RALEIGH – North Carolina Republicans are hopeful that a move by U.S. Attorney General Jeff Sessions in a Texas voter ID lawsuit will help the state’s chances to prevail before the U.S. Supreme Court.

On Monday, Sessions withdrew partially from a lawsuit challenging a 2011 Texas law requiring voters to provide state-approved identification at the polls. Sessions said the Texas legislature did not intend to discriminate against minority voters, reversing the position of the Obama administration. The Obama Justice Department had made similar arguments about voter ID legislation passed by the North Carolina General Assembly.

Legislative leaders responded by filing a motion urging the U.S. Supreme Court to reject efforts last week by Gov. Roy Cooper and Attorney General Josh Stein to dismiss the appeal of the voter ID case.

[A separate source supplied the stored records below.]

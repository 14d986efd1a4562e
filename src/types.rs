//! Core domain types — sessions, locks, timelocks, chain events.
//!
//! Everything the session state machine and the API surface agree on
//! lives here. Amounts are `u128` in memory (NEAR yocto amounts do not
//! fit in 64 bits) and decimal strings on the wire.

use chrono::{DateTime, Duration, Utc};
use serde::{Deserialize, Deserializer, Serialize, Serializer};
use std::fmt;
use std::str::FromStr;

// ── Hashlock ────────────────────────────────────────────────────

/// 32-byte SHA-256 hashlock, rendered as `0x…` hex on the wire.
#[derive(Clone, Copy, PartialEq, Eq, Hash)]
pub struct Hashlock(pub [u8; 32]);

impl Hashlock {
    pub fn as_bytes(&self) -> &[u8; 32] {
        &self.0
    }

    pub fn to_hex(&self) -> String {
        format!("0x{}", hex::encode(self.0))
    }
}

impl fmt::Display for Hashlock {
    fn fmt(&self, f: &mut fmt::Formatter<'_>) -> fmt::Result {
        write!(f, "{}", self.to_hex())
    }
}

impl fmt::Debug for Hashlock {
    fn fmt(&self, f: &mut fmt::Formatter<'_>) -> fmt::Result {
        write!(f, "Hashlock({})", self.to_hex())
    }
}

impl FromStr for Hashlock {
    type Err = String;

    fn from_str(s: &str) -> Result<Self, Self::Err> {
        let stripped = s.trim_start_matches("0x").trim_start_matches("0X");
        let raw = hex::decode(stripped).map_err(|e| format!("invalid hashlock hex: {e}"))?;
        let bytes: [u8; 32] = raw
            .try_into()
            .map_err(|_| "hashlock must be exactly 32 bytes".to_string())?;
        Ok(Hashlock(bytes))
    }
}

impl Serialize for Hashlock {
    fn serialize<S: Serializer>(&self, serializer: S) -> Result<S::Ok, S::Error> {
        serializer.serialize_str(&self.to_hex())
    }
}

impl<'de> Deserialize<'de> for Hashlock {
    fn deserialize<D: Deserializer<'de>>(deserializer: D) -> Result<Self, D::Error> {
        let s = String::deserialize(deserializer)?;
        s.parse().map_err(serde::de::Error::custom)
    }
}

// ── Amount serde helpers ────────────────────────────────────────

/// Serialize `u128` amounts as decimal strings (JSON numbers lose
/// precision past 2^53).
pub mod amount_str {
    use serde::{Deserialize, Deserializer, Serializer};

    pub fn serialize<S: Serializer>(v: &u128, serializer: S) -> Result<S::Ok, S::Error> {
        serializer.serialize_str(&v.to_string())
    }

    pub fn deserialize<'de, D: Deserializer<'de>>(deserializer: D) -> Result<u128, D::Error> {
        let s = String::deserialize(deserializer)?;
        s.parse()
            .map_err(|e| serde::de::Error::custom(format!("invalid amount '{s}': {e}")))
    }
}

/// Same as [`amount_str`] but for optional amounts.
pub mod amount_opt {
    use serde::{Deserialize, Deserializer, Serializer};

    pub fn serialize<S: Serializer>(v: &Option<u128>, serializer: S) -> Result<S::Ok, S::Error> {
        match v {
            Some(n) => serializer.serialize_some(&n.to_string()),
            None => serializer.serialize_none(),
        }
    }

    pub fn deserialize<'de, D: Deserializer<'de>>(
        deserializer: D,
    ) -> Result<Option<u128>, D::Error> {
        let s: Option<String> = Option::deserialize(deserializer)?;
        match s {
            None => Ok(None),
            Some(s) => s
                .parse()
                .map(Some)
                .map_err(|e| serde::de::Error::custom(format!("invalid amount '{s}': {e}"))),
        }
    }
}

// ── Session status ──────────────────────────────────────────────

#[derive(Debug, Clone, Copy, PartialEq, Eq, Serialize, Deserialize)]
pub enum SessionStatus {
    Created,
    SourceLocking,
    SourceLocked,
    DestinationLocking,
    BothLocked,
    RevealingSecret,
    Completed,
    TimedOut,
    Refunding,
    Refunded,
    Failed,
    Cancelled,
}

impl SessionStatus {
    /// Terminal states are absorbing; nothing transitions out of them.
    pub fn is_terminal(&self) -> bool {
        matches!(
            self,
            SessionStatus::Completed
                | SessionStatus::Refunded
                | SessionStatus::Failed
                | SessionStatus::Cancelled
        )
    }

    /// The secret may only leave the process at or past `BothLocked`
    /// on the success path.
    pub fn allows_secret_release(&self) -> bool {
        matches!(
            self,
            SessionStatus::BothLocked | SessionStatus::RevealingSecret | SessionStatus::Completed
        )
    }

    /// Rank along the success path, used to reject backwards
    /// transitions. Timeout-path states rank above every non-terminal
    /// success state.
    pub fn rank(&self) -> u8 {
        match self {
            SessionStatus::Created => 0,
            SessionStatus::SourceLocking => 1,
            SessionStatus::SourceLocked => 2,
            SessionStatus::DestinationLocking => 3,
            SessionStatus::BothLocked => 4,
            SessionStatus::RevealingSecret => 5,
            SessionStatus::TimedOut => 6,
            SessionStatus::Refunding => 7,
            SessionStatus::Completed | SessionStatus::Refunded | SessionStatus::Failed
            | SessionStatus::Cancelled => 8,
        }
    }

    /// Coarse progress percentage for clients.
    pub fn progress_pct(&self) -> u8 {
        match self {
            SessionStatus::Created => 0,
            SessionStatus::SourceLocking => 15,
            SessionStatus::SourceLocked => 30,
            SessionStatus::DestinationLocking => 45,
            SessionStatus::BothLocked => 60,
            SessionStatus::RevealingSecret => 75,
            SessionStatus::TimedOut => 60,
            SessionStatus::Refunding => 80,
            SessionStatus::Completed
            | SessionStatus::Refunded
            | SessionStatus::Failed
            | SessionStatus::Cancelled => 100,
        }
    }

    /// Short phase label for `session_update` frames.
    pub fn phase(&self) -> &'static str {
        match self {
            SessionStatus::Created => "created",
            SessionStatus::SourceLocking | SessionStatus::SourceLocked => "source_lock",
            SessionStatus::DestinationLocking | SessionStatus::BothLocked => "destination_lock",
            SessionStatus::RevealingSecret => "reveal",
            SessionStatus::Completed => "settled",
            SessionStatus::TimedOut | SessionStatus::Refunding | SessionStatus::Refunded => {
                "refund"
            }
            SessionStatus::Failed | SessionStatus::Cancelled => "aborted",
        }
    }
}

/// Why a session ended in `Failed`.
#[derive(Debug, Clone, Copy, PartialEq, Eq, Serialize, Deserialize)]
#[serde(rename_all = "snake_case")]
pub enum FailureReason {
    InvalidLock,
    InvariantViolation,
    UnexpectedCancel,
}

// ── Chain sides and urgency ─────────────────────────────────────

#[derive(Debug, Clone, Copy, PartialEq, Eq, Hash, Serialize, Deserialize)]
#[serde(rename_all = "lowercase")]
pub enum ChainSide {
    Src,
    Dst,
}

impl fmt::Display for ChainSide {
    fn fmt(&self, f: &mut fmt::Formatter<'_>) -> fmt::Result {
        match self {
            ChainSide::Src => write!(f, "src"),
            ChainSide::Dst => write!(f, "dst"),
        }
    }
}

/// Confirmation urgency, shared by quotes and execution requests.
#[derive(Debug, Clone, Copy, PartialEq, Eq, Serialize, Deserialize)]
#[serde(rename_all = "lowercase")]
pub enum Urgency {
    Fast,
    Normal,
    Slow,
}

impl Default for Urgency {
    fn default() -> Self {
        Urgency::Normal
    }
}

// ── Timelocks ───────────────────────────────────────────────────

/// Absolute deadlines governing both escrows. The ordering
/// `dst_withdrawal < dst_cancellation < src_withdrawal <
/// src_public_withdrawal < src_cancellation` is what makes the swap
/// atomic: the destination leg settles strictly before the source leg
/// can be cancelled.
#[derive(Debug, Clone, Copy, PartialEq, Eq, Serialize, Deserialize)]
pub struct Timelocks {
    pub src_withdrawal: DateTime<Utc>,
    pub src_public_withdrawal: DateTime<Utc>,
    pub src_cancellation: DateTime<Utc>,
    pub dst_withdrawal: DateTime<Utc>,
    pub dst_cancellation: DateTime<Utc>,
}

impl Timelocks {
    /// Default ladder derived from the session window. Observed
    /// on-chain values replace these once the source escrow is seen.
    pub fn derive(created_at: DateTime<Utc>, expires_at: DateTime<Utc>) -> Self {
        let ttl = (expires_at - created_at).num_seconds().max(1);
        let at = |pct: i64| created_at + Duration::seconds(ttl * pct / 100);
        Timelocks {
            dst_withdrawal: at(10),
            dst_cancellation: at(35),
            src_withdrawal: at(50),
            src_public_withdrawal: at(70),
            src_cancellation: at(90),
        }
    }

    pub fn ordering_holds(&self) -> bool {
        self.dst_withdrawal < self.dst_cancellation
            && self.dst_cancellation < self.src_withdrawal
            && self.src_withdrawal < self.src_public_withdrawal
            && self.src_public_withdrawal < self.src_cancellation
    }

    /// All deadlines must sit inside the session window, with a small
    /// tolerance past expiry for chain clock skew.
    pub fn within_window(&self, created_at: DateTime<Utc>, expires_at: DateTime<Utc>) -> bool {
        let upper = expires_at + Duration::seconds(TIMELOCK_TOLERANCE_SECS);
        [
            self.src_withdrawal,
            self.src_public_withdrawal,
            self.src_cancellation,
            self.dst_withdrawal,
            self.dst_cancellation,
        ]
        .iter()
        .all(|t| *t >= created_at && *t <= upper)
    }
}

/// Clock-skew tolerance applied past `expires_at` when validating
/// observed timelocks.
pub const TIMELOCK_TOLERANCE_SECS: i64 = 300;

// ── Locks and execution steps ───────────────────────────────────

/// An observed on-chain lock (source escrow or destination HTLC).
#[derive(Debug, Clone, PartialEq, Eq, Serialize, Deserialize)]
pub struct Lock {
    /// Transaction hash that created the lock.
    pub chain_ref: String,
    /// Escrow address or HTLC id.
    pub contract_ref: String,
    #[serde(with = "amount_str")]
    pub amount: u128,
    /// Deadline after which this lock becomes refundable.
    pub timeout: DateTime<Utc>,
    pub observed_at: DateTime<Utc>,
}

#[derive(Debug, Clone, Copy, PartialEq, Eq, Serialize, Deserialize)]
#[serde(rename_all = "lowercase")]
pub enum StepStatus {
    Pending,
    Completed,
    Failed,
}

/// One observed step of the swap execution. Append-only and exposed
/// verbatim to clients.
#[derive(Debug, Clone, PartialEq, Eq, Serialize, Deserialize)]
pub struct ExecutionStep {
    pub id: u32,
    pub contract: String,
    pub function: String,
    pub params: serde_json::Value,
    pub status: StepStatus,
    #[serde(skip_serializing_if = "Option::is_none")]
    pub tx_ref: Option<String>,
    #[serde(skip_serializing_if = "Option::is_none")]
    pub gas_used: Option<u64>,
    #[serde(skip_serializing_if = "Option::is_none")]
    pub error: Option<String>,
    pub timestamp: DateTime<Utc>,
}

// ── Session ─────────────────────────────────────────────────────

/// One leg of the swap.
#[derive(Debug, Clone, PartialEq, Eq, Serialize, Deserialize)]
pub struct ChainLeg {
    pub chain_id: String,
    pub token: String,
    #[serde(with = "amount_str")]
    pub amount: u128,
    #[serde(skip_serializing_if = "Option::is_none")]
    pub lock: Option<Lock>,
}

/// The central per-swap record. Mutated exclusively by the session
/// worker that owns it.
#[derive(Debug, Clone, PartialEq, Serialize, Deserialize)]
pub struct Session {
    pub session_id: String,
    pub hashlock: Hashlock,
    pub status: SessionStatus,
    #[serde(skip_serializing_if = "Option::is_none")]
    pub failure_reason: Option<FailureReason>,
    pub source: ChainLeg,
    pub destination: ChainLeg,
    pub maker: String,
    /// Source-chain principal authorized to retrieve the secret.
    pub taker: String,
    /// Destination-chain receiver, when `taker` is not a
    /// destination-chain address.
    #[serde(skip_serializing_if = "Option::is_none")]
    pub destination_address: Option<String>,
    pub slippage_bps: u16,
    pub urgency: Urgency,
    pub created_at: DateTime<Utc>,
    pub updated_at: DateTime<Utc>,
    pub expires_at: DateTime<Utc>,
    pub timelocks: Timelocks,
    pub execution_trace: Vec<ExecutionStep>,
}

impl Session {
    /// The single timer each session arms: whichever of session expiry
    /// and source cancellation comes first.
    pub fn timer_deadline(&self) -> DateTime<Utc> {
        self.expires_at.min(self.timelocks.src_cancellation)
    }

    /// Append a trace step, assigning the next sequence id.
    pub fn push_step(
        &mut self,
        contract: &str,
        function: &str,
        params: serde_json::Value,
        status: StepStatus,
        tx_ref: Option<String>,
        error: Option<String>,
        now: DateTime<Utc>,
    ) {
        let id = self.execution_trace.len() as u32 + 1;
        self.execution_trace.push(ExecutionStep {
            id,
            contract: contract.to_string(),
            function: function.to_string(),
            params,
            status,
            tx_ref,
            gas_used: None,
            error,
            timestamp: now,
        });
    }
}

// ── Chain events ────────────────────────────────────────────────

#[derive(Debug, Clone, Copy, PartialEq, Eq, Serialize, Deserialize)]
pub enum EventKind {
    EscrowCreated,
    Withdrawn,
    Cancelled,
    HtlcCreated,
    HtlcWithdrawn,
    HtlcRefunded,
}

impl EventKind {
    pub fn side(&self) -> ChainSide {
        match self {
            EventKind::EscrowCreated | EventKind::Withdrawn | EventKind::Cancelled => {
                ChainSide::Src
            }
            EventKind::HtlcCreated | EventKind::HtlcWithdrawn | EventKind::HtlcRefunded => {
                ChainSide::Dst
            }
        }
    }
}

/// A decoded, confirmation-gated on-chain event. Decoding happens at
/// the chain-client boundary; everything downstream works with this
/// shape only.
#[derive(Debug, Clone, PartialEq, Serialize, Deserialize)]
pub struct ChainEvent {
    pub chain: ChainSide,
    pub kind: EventKind,
    pub hashlock: Hashlock,
    pub contract_ref: String,
    pub tx_ref: String,
    pub log_index: u32,
    pub block_number: u64,
    #[serde(with = "amount_opt", default, skip_serializing_if = "Option::is_none")]
    pub amount: Option<u128>,
    #[serde(skip_serializing_if = "Option::is_none")]
    pub token: Option<String>,
    /// Revealed preimage, present on withdraw events. Hex without 0x.
    #[serde(skip_serializing_if = "Option::is_none")]
    pub secret: Option<String>,
    /// Full timelock set, present on source escrow creation.
    #[serde(skip_serializing_if = "Option::is_none")]
    pub timelocks: Option<Timelocks>,
    /// Lock-specific refund deadline, present on lock events.
    #[serde(skip_serializing_if = "Option::is_none")]
    pub timeout: Option<DateTime<Utc>>,
}

impl ChainEvent {
    /// Dedup identity: one event per (chain, tx, log position).
    pub fn dedup_key(&self) -> String {
        format!("{}:{}:{}", self.chain, self.tx_ref, self.log_index)
    }
}

// ── Tests ───────────────────────────────────────────────────────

“The attorney general’s motion is nothing less than a politically motivated attempt to hijack a certiorari petition in a major Voting Rights Act case, in violation of the plain terms of North Carolina law and the canons of professional ethics,” says the motion, filed on behalf of the General Assembly’s Republican leadership.

Last week Cooper and Stein, both Democrats, told the nation’s highest court that they were abandoning the appeal of a 4th U.S. Circuit Court of Appeals ruling that struck down the state’s voter ID law and four other provisions of a broad election-reform bill passed in 2013. Those provisions shortened the duration of the early voting period, eliminated same-day registration during early voting, eliminated voting by residents who aren’t in their home precincts, and eliminated an early registration program for teenagers not yet old enough to vote.

The appeals court ruling overturned an opinion by U.S. District Judge Thomas Schroeder, who had upheld the election law changes.

Cooper’s office also sent a letter discharging outside counsel hired to appeal the case to the Supreme Court. Cooper said at the time that the state needed to “make it easier for people to exercise their right to vote, not harder.”

Dallas Woodhouse, executive director of the N.C. Republican Party, likened Cooper’s and Stein’s action to having “the game declared over at the end of the third quarter.” Woodhouse said Sessions’ actions suggest that the federal government will start treating North Carolina like other states in election-related lawsuits.

“Their opposition to voter ID in the Obama Justice Department was heavily determined on the state and its makeup, and in North Carolina’s case, its status as a swing state,” Woodhouse. He also said the courts need to establish that different legislatures look at election laws differently. “The courts so far have made one legislative body superior over another,” he said, noting that the courts wouldn’t allow the GOP-controlled General Assembly in the state reverse action taken by previous Democratic-controlled legislatures.

The motion filed Monday by legislative leaders noted that last year, then-Attorney General Cooper withdrew from the defense of the challenged laws after the 4th Circuit made its ruling.

The motion also notes that North Carolina law authorizes the General Assembly to act on the state’s behalf and hire outside counsel where “the validity or constitutionality of an act of the General Assembly is challenged.” It also said that the General Assembly had hired private counsel to represent its interests throughout the voter ID lawsuit.